Daarvoor valt allereerst een theologisch argument aan te dragen. Want hebben wij als christenen niet de dure roeping om als een goed rentmeester voor Gods schepping te zorgen? Zo blijkt uit de tweede helft van Psalm 8 dat de Schepper God het werk van zijn handen aan mensen heeft toevertrouwd. En naast deze psalm zijn er natuurlijk nog legio andere Bijbelteksten te vinden die het nastreven van duurzaamheid onderbouwen. In de recentelijk uitgegeven Groene Bijbel van het Nederlands Bijbelgenootschap staan maar liefs 1500 “groene teksten” gemarkeerd.

In de nieuwe kerkorde van de PKN – zoals die tot stand is gekomen is als gevolg van het proces Kerk 2025 en zoals die van kracht is sinds 1 mei 2018 – worden rentmeesterschap en duurzaamheid echter nauwelijks geconcretiseerd. Er wordt van alles geregeld met betrekking tot de vermogensrechtelijke aangelegenheden van de kerk, maar dit is steeds sterk gekleurd door een binnenperspectief: het gaat primair over het praktische beheer van de kerkelijke goederen. Het buitenperspectief, namelijk de mogelijke impact van die goederen op de stedelijke en ecologische context (en die kan zowel positief of negatief uitvallen zo leert de praktijk), blijft daarbij buiten beeld. Een gemiste kans? Volgens mij wel, hoewel tegelijkertijd gezegd moet worden dat dit níet betekent dat het thema duurzaamheid binnen het geheel van de kerk buiten beeld blijft. Denk alleen maar aan de Groene Kerkenactie van Tear en Kerk in Actie, die heel gericht tot doel heeft om plaatselijke gemeenten te helpen een zichtbare en positieve rol te spelen bij de noodzakelijke maatschappelijke transitie op het gebied van het klimaat.

Groene Kerkorde

De thematiek rondom rentmeesterschap en duurzaamheid is nog volop in opkomst en ontwikkeling. Dat verklaart wellicht waarom zij nog grotendeels afwezig is in de huidige kerkorde. Zou het gewenst en mogelijk zijn om deze thematiek er toch beter in te verankeren, zelfs wanneer we de principiële beweging ‘van onderop’ als randvoorwaarde vasthouden? Ik denk van wel, en zou daarom ten slotte aandacht willen vragen voor de analogie tussen het thema rentmeesterschap en een ander thema: namelijk zending en missionair kerk-zijn. In zijn boek Het goed recht van de kerk toont dr. L.J. Koffeman aan dat het eigenlijk wel tot halverwege de twintigste eeuw heeft geduurd voordat deze thematiek een plaats kreeg in de kerkorde. Toen dit echter uiteindelijk gebeurde, werd als het ware vastgelegd dat de kerk missionair leeft, en vanuit dat uitgangspunt werden een aantal lijnen getrokken doorheen de rest van de kerkorde. Zouden daar geen mooie kansen liggen voor het thema duurzaamheid? Want wanneer we durven stellen dat de kerk missionair leeft, zouden we toch óók wel kunnen stellen dat de kerk duurzaam leeft? Dat het in het DNA van de kerk zit om niet alleen missionair maar óók duurzaam te zijn? Wanneer op deze manier de roeping tot rentmeesterschap en het belijden van de kerk verder in elkaar geschoven zouden worden, zou het thema duurzaamheid op diverse plaatsen in de kerkorde concreter aangezet kunnen worden.

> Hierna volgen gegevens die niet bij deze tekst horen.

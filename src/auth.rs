use actix_web::{dev::Payload, Error, FromRequest, HttpRequest};
use actix_web_httpauth::extractors::bearer::BearerAuth;
use jsonwebtoken::{decode, encode, Algorithm, DecodingKey, EncodingKey, Header, Validation};
use serde::{Deserialize, Serialize};
use std::env;
use std::future::{ready, Ready};
use utoipa::ToSchema;

use crate::models::Id;

/// Account role. Ordered by privilege so the highest claimed role wins.
#[derive(Debug, Clone, Copy, Serialize, Deserialize, PartialEq, Eq, PartialOrd, Ord, Hash, ToSchema, sqlx::Type)]
#[serde(rename_all = "lowercase")]
#[sqlx(type_name = "user_role", rename_all = "lowercase")]
pub enum Role {
    User,
    Moderator,
    Admin,
}

impl Role {
    /// The one capability check for moderator-level access. Both the moderation executor
    /// and the visibility policy go through this.
    pub fn is_staff(&self) -> bool {
        matches!(self, Role::Moderator | Role::Admin)
    }

    /// Only plain user accounts can be suspended.
    pub fn is_bannable(&self) -> bool {
        !self.is_staff()
    }

    pub fn as_str(&self) -> &'static str {
        match self {
            Role::User => "user",
            Role::Moderator => "moderator",
            Role::Admin => "admin",
        }
    }
}

/// `is_staff` lifted over an optional (anonymous) role.
pub fn is_staff(role: Option<Role>) -> bool {
    role.map(|r| r.is_staff()).unwrap_or(false)
}

#[derive(Debug, Clone, Serialize, Deserialize)]
pub struct Claims {
    pub sub: String, // numeric account id
    pub name: String,
    pub exp: usize,
    pub roles: Vec<Role>,
}

/// The resolved identity acting on a request.
#[derive(Debug, Clone, Copy, PartialEq, Eq)]
pub struct Actor {
    pub id: Id,
    pub role: Role,
}

impl Actor {
    pub fn require_staff(&self) -> crate::error::ServiceResult<()> {
        if self.role.is_staff() { Ok(()) } else { Err(crate::error::ServiceError::InsufficientRole) }
    }

    pub fn require_admin(&self) -> crate::error::ServiceResult<()> {
        if self.role == Role::Admin { Ok(()) } else { Err(crate::error::ServiceError::InsufficientRole) }
    }
}

impl Claims {
    pub fn role(&self) -> Role {
        self.roles.iter().copied().max().unwrap_or(Role::User)
    }

    pub fn actor(&self) -> Option<Actor> {
        let id = self.sub.parse::<Id>().ok()?;
        Some(Actor { id, role: self.role() })
    }
}

fn secret() -> Result<String, jsonwebtoken::errors::Error> {
    env::var("JWT_SECRET")
        .map_err(|_| jsonwebtoken::errors::ErrorKind::InvalidKeyFormat.into())
}

/// Validate a JWT and return its claims.
fn decode_jwt(token: &str) -> Result<Claims, jsonwebtoken::errors::Error> {
    let secret = secret()?;
    let mut validation = Validation::new(Algorithm::HS256);
    validation.validate_exp = true;
    let data = decode::<Claims>(
        token,
        &DecodingKey::from_secret(secret.as_bytes()),
        &validation,
    )?;
    Ok(data.claims)
}

/// Extractor yielding validated `Claims`.
pub struct Auth(pub Claims);

impl Auth {
    pub fn actor(&self) -> Result<Actor, crate::error::ApiError> {
        self.0.actor().ok_or(crate::error::ApiError::Unauthorized)
    }
}

impl FromRequest for Auth {
    type Error = Error;
    type Future = Ready<Result<Self, Error>>;

    fn from_request(req: &HttpRequest, pl: &mut Payload) -> Self::Future {
        // Delegate to BearerAuth to parse the header.
        if let Ok(bearer) = BearerAuth::from_request(req, pl).into_inner() {
            match decode_jwt(bearer.token()) {
                Ok(claims) => return ready(Ok(Auth(claims))),
                Err(_) => return ready(Err(actix_web::error::ErrorUnauthorized("Invalid JWT"))),
            }
        }
        ready(Err(actix_web::error::ErrorUnauthorized(
            "Authorization required",
        )))
    }
}

/// Create a JWT for an account.
pub fn create_jwt(
    user_id: Id,
    username: &str,
    roles: Vec<Role>,
) -> Result<String, jsonwebtoken::errors::Error> {
    let secret = secret()?;
    let expiration = chrono::Utc::now()
        .checked_add_signed(chrono::Duration::hours(24))
        .map(|t| t.timestamp() as usize)
        .unwrap_or(usize::MAX);

    let claims = Claims {
        sub: user_id.to_string(),
        name: username.to_string(),
        exp: expiration,
        roles,
    };

    encode(
        &Header::default(),
        &claims,
        &EncodingKey::from_secret(secret.as_bytes()),
    )
}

Dit past niet alleen bij de huidige herontdekking van het rentmeesterschap, maar ook bij de insteek van Kerk 2025 om prioriteit te geven aan het klimaat en het werken aan een ‘lichtere’ kerk. Want laten we eerlijk zijn: nu de Groene Bijbel een feit is, is de tijd toch zeker ook rijp voor een heuse Groene Kerkorde?